Mr Altman's explanation is that healthcare reform has become shorthand for views on government and, he says, "once you make something a referendum on government in our country it is hard to win."
Ms Davenport believes that Americans are wary of change.
"There is an anxiety about changing something as critical as how I get taken care of when I'm sick, particularly in a world where its clear that the system that we have is so fragile," she says. "We're still in the angsty, anxiety-laden transition period. We've not gotten to the point of implementing the bill and feeling happy."
Republicans and their allies have relentlessly attacked healthcare reform.
Anti-reform groups have spent seven times more on television adverting than pro-reform groups in the last month alone, the news website Politco reports.

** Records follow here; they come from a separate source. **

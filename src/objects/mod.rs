//! The render object contract and the bundled object types.

use std::any::Any;

use crate::display::SceneContext;
use crate::vector::Vector2;
use crate::UpdateInfo;

pub mod border;
pub mod fps_counter;
pub mod label;
pub mod menu;
pub mod text_input;

/// Handle to an object inside a scene, assigned when the object is added.
///
/// Used to look the object up or to queue its removal later.
#[derive(Clone, Copy, Debug, PartialEq, Eq, Hash)]
pub struct ObjectId(pub(crate) u64);

/// The fields every render object shares.
///
/// Object types embed one of these and hand it out through
/// [`RenderObject::common`]; the scene and the compositor read position,
/// stacking and content through it.
#[derive(Debug)]
pub struct ObjectCommon {
    /// Top-left corner of the object on the display.
    pub position: Vector2,
    /// Width and height of the object.
    pub size: Vector2,
    /// Stacking key: a larger value renders on top of a smaller one.
    pub z_index: i32,
    /// Optional identifier, can be used to find the object in its scene.
    pub name: Option<String>,
    /// Disabled objects are skipped for update, render and compositing.
    pub enabled: bool,
    /// The lines produced by the last render call. May be stale until
    /// `render` runs again.
    pub content: Vec<String>,
    pub(crate) id: Option<ObjectId>,
}

impl Default for ObjectCommon {
    fn default() -> Self {
        Self {
            position: Vector2::ZERO,
            size: Vector2::ZERO,
            z_index: 0,
            name: None,
            enabled: true,
            content: Vec::new(),
            id: None,
        }
    }
}

impl ObjectCommon {
    /// The id assigned when the object was added to a scene.
    pub fn id(&self) -> Option<ObjectId> {
        self.id
    }
}

/// A drawable, updatable unit of a scene.
///
/// An object's two operations side-effect only the object's own state:
/// `update` reads this frame's input and timing, `render` (re)produces the
/// object's content lines. Content lines embed whatever escape sequences
/// the object needs and reset them at line end; the compositor applies no
/// styling of its own.
///
/// Objects whose layout rarely changes are expected to memoize their
/// content behind a needs-render flag and return early from `render`.
pub trait RenderObject: Any {
    fn common(&self) -> &ObjectCommon;
    fn common_mut(&mut self) -> &mut ObjectCommon;

    /// Called once per frame, before render, with everything that happened
    /// since the previous frame.
    fn update(&mut self, info: &UpdateInfo, ctx: &mut SceneContext) {}

    /// Called once per frame to produce the object's content lines.
    fn render(&mut self, ctx: &SceneContext);
}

Many false charges have stuck, like the claim that the bill is a government takeover of healthcare (it is not - there is no government provision of care outside of the existing Medicare programme for older Americans) or there will be government "death panels" deciding who can get what sort of care.
Despite efforts by Democrats, including Mr Obama, to debunk these ideas, they seem to speak to a deeply held suspicion of government on behalf of some Americans who refuse to be dissuaded.
"Proponents are selling the law in a very hostile public opinion environment," Mr Altman of the Kaiser Foundation says.
Republican leaders have vowed to repeal the legislation when next they have the power.
A full repeal is unlikely, as Republican senators would need to find the 67 senate votes required to overcome the veto Mr Obama would no doubt sign.
A more realistic scenario is that if conservatives pick up seats in November, they will try to alter the bill, effectively repealing sections of it. For that, they would only need a filibuster-proof 60 votes.
Many Democrats too are distancing themselves from the bill, recognizing that, with a closely-fought election looming in November, opposition to healthcare reform may be the factor that tips the scales against them.
Such behaviour may seem peculiar to international spectators whose healthcare systems are run with significant government intervention.
"This is by any standard is a middle of the road, centrist legislation that builds on our existing system," Mr Altman says. "It must look awfully strange to people in other countries to see it be debated as though it's radical legislation."